For more information on specific software and hardware, please see the CERT bulletin Appendix for information provided by various vendors.

Microsoft recommends that customers who use the SNMP service disable it temporarily, and the same procedure should probably be adopted for other SNMP software and equipment until specific patches are available. However, be warned that disabling SNMP can have adverse consequences where it is implemented and relied upon by other companion services.

Of major concern is the report by CERT that says, “Some of the affected products exhibited unexpected behavior or denial of service conditions when exposed to the OUSPG test suite even if SNMP was not enabled.
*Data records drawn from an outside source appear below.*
#[cfg(test)]
mod tests {
    use super::*;

    fn token_text<'a>(token: &Token, text: &'a str) -> &'a str {
        &text[token.range]
    }

    fn tokens(text: &str) -> Vec<(SyntaxKind, &str)> {
        let mut tokenizer = Tokenizer::new(text);
        let mut tokens = Vec::new();
        loop {
            let token = tokenizer.next_token();
            if token.kind == EOF {
                break;
            }
            tokens.push((token.kind, token_text(&token, text)));
        }
        tokens
    }

    #[test]
    fn test_collection_brackets() {
        let text = r#"({ 1, ([ "a": 2 ]) })"#;
        assert_eq!(
            tokens(text),
            vec![
                (ARRAY_START, "({"),
                (NUMBER, "1"),
                (COMMA, ","),
                (MAPPING_START, "(["),
                (STRING, r#""a""#),
                (COLON, ":"),
                (NUMBER, "2"),
                (MAPPING_END, "])"),
                (ARRAY_END, "})"),
            ]
        );
    }

    #[test]
    fn test_brace_paren_only_closes_an_open_array() {
        let text = "(( 1, 2 })";
        assert_eq!(
            tokens(text),
            vec![
                (PAREN_START, "("),
                (PAREN_START, "("),
                (NUMBER, "1"),
                (COMMA, ","),
                (NUMBER, "2"),
                (RIGHT_BRACE, "}"),
                (PAREN_END, ")"),
            ]
        );
    }

    #[test]
    fn test_unmatched_closer_is_unknown() {
        let text = "a ] b";
        let mut tokenizer = Tokenizer::new(text);

        let token = tokenizer.next_token();
        assert_eq!(token.kind, NAME);

        let token = tokenizer.next_token();
        assert_eq!(token.kind, UNKNOWN);
        assert_eq!(token_text(&token, text), "]");
        assert_eq!(token.error, Some("unexpected `]`"));
    }

    #[test]
    fn test_open_bracket_at_eof() {
        let mut tokenizer = Tokenizer::new("({ 1");
        tokenizer.next_token();
        tokenizer.next_token();

        let eof = tokenizer.next_token();
        assert_eq!(eof.kind, EOF);
        assert!(eof.error.is_some());
    }

    #[test]
    fn test_type_cast() {
        let text = "(string *) env";
        assert_eq!(tokens(text), vec![(TYPE_CAST, "(string *)"), (NAME, "env")]);

        let text = "fn(string)";
        assert_eq!(
            tokens(text),
            vec![(NAME, "fn"), (PAREN_START, "("), (TYPE, "string"), (PAREN_END, ")")]
        );

        let text = "(string s)";
        assert_eq!(
            tokens(text),
            vec![(PAREN_START, "("), (TYPE, "string"), (NAME, "s"), (PAREN_END, ")")]
        );
    }

    #[test]
    fn test_longest_operator_wins() {
        let text = "a >>>= b >= c >> d > e";
        assert_eq!(
            tokens(text),
            vec![
                (NAME, "a"),
                (ASSIGN_OP, ">>>="),
                (NAME, "b"),
                (BINARY_OP, ">="),
                (NAME, "c"),
                (BINARY_OP, ">>"),
                (NAME, "d"),
                (BINARY_OP, ">"),
                (NAME, "e"),
            ]
        );
    }

    #[test]
    fn test_operator_families() {
        let text = "i++ && !j || k * -l";
        assert_eq!(
            tokens(text),
            vec![
                (NAME, "i"),
                (ASSIGN_OP, "++"),
                (LOGICAL_OP, "&&"),
                (UNARY_OP, "!"),
                (NAME, "j"),
                (LOGICAL_OP, "||"),
                (NAME, "k"),
                (STAR, "*"),
                (ARITH_OP, "-"),
                (NAME, "l"),
            ]
        );
    }

    #[test]
    fn test_indexor_markers() {
        let text = "a[ <1.. <2]";
        assert_eq!(
            tokens(text),
            vec![
                (NAME, "a"),
                (INDEXOR_START, "["),
                (FROM_END, "<"),
                (NUMBER, "1"),
                (RANGE, ".."),
                (FROM_END, "<"),
                (NUMBER, "2"),
                (INDEXOR_END, "]"),
            ]
        );

        let text = "a[0..]";
        assert_eq!(
            tokens(text),
            vec![
                (NAME, "a"),
                (INDEXOR_START, "["),
                (NUMBER, "0"),
                (RANGE, ".."),
                (INDEXOR_END, "]"),
            ]
        );
    }

    #[test]
    fn test_inline_closure() {
        let text = "(: $1->id() :)";
        assert_eq!(
            tokens(text),
            vec![
                (INLINE_CLOSURE_START, "(:"),
                (CLOSURE_ARG, "$1"),
                (ARROW, "->"),
                (NAME, "id"),
                (PAREN_START, "("),
                (PAREN_END, ")"),
                (INLINE_CLOSURE_END, ":)"),
            ]
        );

        let text = "( : $(var) : )";
        assert_eq!(
            tokens(text),
            vec![
                (INLINE_CLOSURE_START, "( :"),
                (CLOSURE_ARG, "$(var)"),
                (INLINE_CLOSURE_END, ": )"),
            ]
        );
    }

    #[test]
    fn test_dot_member_and_spread() {
        let text = r#"animals["bird"].name alarm.args..."#;
        assert_eq!(
            tokens(text),
            vec![
                (NAME, "animals"),
                (INDEXOR_START, "["),
                (STRING, r#""bird""#),
                (INDEXOR_END, "]"),
                (DOT, "."),
                (NAME, "name"),
                (NAME, "alarm"),
                (DOT, "."),
                (NAME, "args"),
                (ELLIPSIS, "..."),
            ]
        );
    }

    #[test]
    fn test_parent_accessor_is_not_a_closure() {
        let text = "(::create())";
        assert_eq!(
            tokens(text),
            vec![
                (PAREN_START, "("),
                (DOUBLE_COLON, "::"),
                (NAME, "create"),
                (PAREN_START, "("),
                (PAREN_END, ")"),
                (PAREN_END, ")"),
            ]
        );
    }

    #[test]
    fn test_foreach_separators() {
        let text = "foreach (string s in arr)";
        assert_eq!(
            tokens(text),
            vec![
                (FOREACH_KW, "foreach"),
                (PAREN_START, "("),
                (TYPE, "string"),
                (NAME, "s"),
                (FOREACH_IN, "in"),
                (NAME, "arr"),
                (PAREN_END, ")"),
            ]
        );

        let text = "foreach (int i : 1 .. 6)";
        assert_eq!(
            tokens(text),
            vec![
                (FOREACH_KW, "foreach"),
                (PAREN_START, "("),
                (TYPE, "int"),
                (NAME, "i"),
                (FOREACH_IN, ":"),
                (NUMBER, "1"),
                (RANGE, ".."),
                (NUMBER, "6"),
                (PAREN_END, ")"),
            ]
        );
    }

    #[test]
    fn test_lambda_and_closures() {
        let text = "lambda(({ 'a }), ({ #'!=, #'[..<], #'query_name }))";
        assert_eq!(
            tokens(text),
            vec![
                (LAMBDA_START, "lambda("),
                (ARRAY_START, "({"),
                (SYMBOL, "'a"),
                (ARRAY_END, "})"),
                (COMMA, ","),
                (ARRAY_START, "({"),
                (CLOSURE, "#'!="),
                (COMMA, ","),
                (LAMBDA_INDEXOR, "#'[..<]"),
                (COMMA, ","),
                (CLOSURE, "#'query_name"),
                (ARRAY_END, "})"),
                (LAMBDA_END, ")"),
            ]
        );
    }

    #[test]
    fn test_literals() {
        let text = r#"0x1f 1.5 1e3 'a' '\n' "say \"hi\"" ..."#;
        assert_eq!(
            tokens(text),
            vec![
                (NUMBER, "0x1f"),
                (NUMBER, "1.5"),
                (NUMBER, "1e3"),
                (CHAR, "'a'"),
                (CHAR, r"'\n'"),
                (STRING, r#""say \"hi\"""#),
                (ELLIPSIS, "..."),
            ]
        );
    }

    #[test]
    fn test_words() {
        let text = "private nomask int status if foo";
        assert_eq!(
            tokens(text),
            vec![
                (MODIFIER, "private"),
                (MODIFIER, "nomask"),
                (TYPE, "int"),
                (TYPE, "status"),
                (IF_KW, "if"),
                (NAME, "foo"),
            ]
        );
    }

    #[test]
    fn test_directive() {
        let text = "#define WRAP(str)  trim(str) \\\n  + 1\nint x;";
        assert_eq!(
            tokens(text),
            vec![
                (DIRECTIVE, "#define"),
                (DIRECTIVE_KEY, "WRAP(str)"),
                (DIRECTIVE_ARGUMENT, "trim(str)"),
                (DIRECTIVE_LINE_BREAK, "\\\n"),
                (DIRECTIVE_ARGUMENT, "+ 1"),
                (DIRECTIVE_END, "\n"),
                (TYPE, "int"),
                (NAME, "x"),
                (SEMICOLON, ";"),
            ]
        );
    }

    #[test]
    fn test_directive_with_block_comment_resumes() {
        let text = "#include \"/std/*.h\" /* multi\nline */ x\n";
        assert_eq!(
            tokens(text),
            vec![
                (DIRECTIVE, "#include"),
                (DIRECTIVE_KEY, "\"/std/*.h\""),
                (BLOCK_COMMENT, "/* multi\nline */"),
                (DIRECTIVE_ARGUMENT, "x"),
                (DIRECTIVE_END, "\n"),
            ]
        );
    }

    #[test]
    fn test_hash_inside_line_is_not_a_directive() {
        let text = "x = #define";
        let kinds: Vec<_> = tokens(text).into_iter().map(|(kind, _)| kind).collect();
        assert_eq!(kinds, vec![NAME, ASSIGN_OP, UNKNOWN, NAME]);
    }

    #[test]
    fn test_blank_lines() {
        let text = "int x;\n\n\nint y;";
        let kinds: Vec<_> = tokens(text).into_iter().map(|(kind, _)| kind).collect();
        assert_eq!(kinds, vec![TYPE, NAME, SEMICOLON, BLANK_LINES, TYPE, NAME, SEMICOLON]);

        let text = "foo(a,\n\n b);";
        let kinds: Vec<_> = tokens(text).into_iter().map(|(kind, _)| kind).collect();
        assert_eq!(kinds, vec![NAME, PAREN_START, NAME, COMMA, NAME, PAREN_END, SEMICOLON]);

        let text = "#include <a.h>\n\nint x;";
        let kinds: Vec<_> = tokens(text).into_iter().map(|(kind, _)| kind).collect();
        assert_eq!(
            kinds,
            vec![DIRECTIVE, DIRECTIVE_KEY, DIRECTIVE_END, BLANK_LINES, TYPE, NAME, SEMICOLON]
        );
    }

    #[test]
    fn test_comment_on_own_line() {
        let text = "x; // same\n  // own";
        let mut tokenizer = Tokenizer::new(text);
        tokenizer.next_token();
        tokenizer.next_token();

        assert_eq!(tokenizer.peek().kind, LINE_COMMENT);
        assert!(!tokenizer.did_token_start_on_own_line());
        assert_eq!(token_text(&tokenizer.next_token(), text), "// same");

        assert_eq!(tokenizer.peek().kind, LINE_COMMENT);
        assert!(tokenizer.did_token_start_on_own_line());
    }

    #[test]
    fn test_string_block() {
        let text = "s = @END\nhello\nENDING\nEND;";
        assert_eq!(
            tokens(text),
            vec![
                (NAME, "s"),
                (ASSIGN_OP, "="),
                (STRING_BLOCK_START, "@END"),
                (STRING_BLOCK_BODY, "\nhello\nENDING\n"),
                (STRING_BLOCK_END, "END"),
                (SEMICOLON, ";"),
            ]
        );
    }

    #[test]
    fn test_struct_literal_type() {
        let text = "(<coords> 1, 2)";
        assert_eq!(
            tokens(text),
            vec![
                (PAREN_START, "("),
                (STRUCT_TYPE, "<coords>"),
                (NUMBER, "1"),
                (COMMA, ","),
                (NUMBER, "2"),
                (PAREN_END, ")"),
            ]
        );
    }

    #[test]
    fn test_peek_is_idempotent() {
        let text = "a b";
        let mut tokenizer = Tokenizer::new(text);

        let first = *tokenizer.peek();
        assert_eq!(*tokenizer.peek(), first);
        assert_eq!(tokenizer.next_token(), first);
        assert_eq!(token_text(tokenizer.peek(), text), "b");
    }
}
In these cases, disabling SNMP should be used in conjunction with filtering practices.

“For SNMP, ingress filtering of the following ports can prevent attackers outside of your network from impacting vulnerable devices in the local network that are not explicitly authorized to provide public SNMP services.
snmp     161/udp     # Simple Network Management Protocol (SNMP)
snmp     162/udp     # SNMP system management messages”

CERT also identifies the following services to be filtered, even though attacks are less likely using these ports:
smux               199/tcp     # SNMP Unix Multiplexer
smux               199/udp     # SNMP Unix Multiplexer
synoptics-relay    391/tcp     # SynOptics SNMP Relay Port
synoptics-relay    391/udp     # SynOptics SNMP Relay Port
agentx             705/tcp     # AgentX
snmp-tcp-port     1993/tcp     # cisco SNMP TCP port
snmp-tcp-port     1993/udp     # cisco SNMP TCP port

As CERT points out in CA-2002-03, “The SNMP daemon may bind to all IP interfaces on the device.” This can be important when deciding how to implement filtering. Packets directed to addresses other than the normal network interface may bypass firewalls.

SNMP background
SNMP is best understood as a language used to remotely manage routers, servers, switches, even printers—essentially, any network-managed device.

To understand just how vulnerable SNMP can be, it’s useful to understand its origin as an Internet protocol developed in the 1980s. Back then, TCP/IP networks were just becoming popular in business, and enterprise network management was starting to be a major concern. SNMP was developed when access to the Internet was very limited. SNMP quickly became popular when RFC 1157 was published in 1990. Neither of the first two versions of SNMP included any real security features.

For more information on weaknesses in SNMP, see “Don’t allow SNMP to compromise network security.” To learn why you might want to implement SNMP in W2K shops, see “Let SNMP do the walking.”

Although the first two versions of SNMP weren’t secure, there were secure versions developed. Unfortunately, almost no one ever implemented any of these early, secure versions.

SNMPv1 has been defined by RFC 1157, replacing RFC 1067 and RFC 1098. Security, such as it is, is based on well-known community names. SNMP-Sec added protocol security to SNMPv1, as explained in RFC 1351, RFC 1352, and RFC 1353. It has never really been implemented.

Secure Party-based SNMP, or SNMPv2p, is described in RFC 1441. It includes a lot of changes, not just additional security.

For information on SNMPv3, see the IETF Web site. After years of work, SNMPv3 should soon be published as an RFC. I have seen mention of RFC 2104 in conjunction with SNMPv3, but this is merely a message authentication note, not a standard or an SNMP document.

All administrators need to be acutely aware of these new SNMP flaws because all admins probably have at least a couple servers or pieces of networking equipment that are running SNMP. If these systems are not protected by firewalls or other security provisions, then they could definitely be at risk for being exploited by hackers.